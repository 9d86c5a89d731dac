//! Employee REST Backend
//!
//! A thin HTTP service mapping CRUD requests onto a MongoDB collection.

mod api;
mod config;
mod db;
mod errors;
mod models;

use std::sync::Arc;

use axum::{
    routing::{delete, get, post, put},
    Router,
};
use tower_http::cors::{Any, CorsLayer};
use tower_http::trace::TraceLayer;
use tracing_subscriber::{layer::SubscriberExt, util::SubscriberInitExt, EnvFilter};

use config::Config;
use db::EmployeeStore;

/// Application state shared across all handlers.
#[derive(Clone)]
pub struct AppState {
    pub store: Arc<dyn EmployeeStore>,
}

#[tokio::main]
async fn main() -> Result<(), Box<dyn std::error::Error>> {
    // Load configuration
    let config = Config::from_env();

    // Initialize logging
    let env_filter =
        EnvFilter::try_from_default_env().unwrap_or_else(|_| EnvFilter::new(&config.log_level));

    tracing_subscriber::registry()
        .with(env_filter)
        .with(tracing_subscriber::fmt::layer())
        .init();

    tracing::info!("Starting Employee Backend");
    tracing::info!(
        "Database: {} / collection: {}",
        config.db_name,
        config.collection_name
    );
    tracing::info!("Bind address: {}", config.bind_addr);

    // Connect and ping; an unreachable database is fatal before serving.
    let (client, repository) = db::init_store(&config).await?;
    tracing::info!("MongoDB connected");

    // Create application state
    let state = AppState {
        store: Arc::new(repository),
    };

    // Build router
    let app = create_router(state);

    // Start server
    let listener = tokio::net::TcpListener::bind(&config.bind_addr).await?;
    tracing::info!("Server listening on {}", config.bind_addr);

    // Serve until interrupted. In-flight requests are not drained.
    tokio::select! {
        result = async { axum::serve(listener, app).await } => result?,
        _ = tokio::signal::ctrl_c() => {
            tracing::info!("Shutdown signal received");
        }
    }

    // Best-effort close of the shared client.
    client.shutdown().await;

    Ok(())
}

/// Create the application router with all routes.
pub fn create_router(state: AppState) -> Router {
    // CORS configuration
    let cors = CorsLayer::new()
        .allow_origin(Any)
        .allow_methods(Any)
        .allow_headers(Any);

    Router::new()
        .route("/health", get(health_check))
        // Employees
        .route("/employee", post(api::create_employee))
        .route("/employee/{id}", get(api::get_employee))
        .route("/employee", get(api::list_employees))
        .route("/employee/{id}", put(api::update_employee))
        .route("/employee/{id}", delete(api::delete_employee))
        .route("/employee", delete(api::delete_all_employees))
        .layer(cors)
        .layer(TraceLayer::new_for_http())
        .with_state(state)
}

/// Health check endpoint. Does not touch the database.
async fn health_check() -> &'static str {
    "running..."
}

---+---

■ **Exercise objective**
Looking at the records above, which lines contain "async"? Copy those lines.

■ **Answer to this exercise**
async fn main() -> Result<(), Box<dyn std::error::Error>> {
        result = async { axum::serve(listener, app).await } => result?,
async fn health_check() -> &'static str {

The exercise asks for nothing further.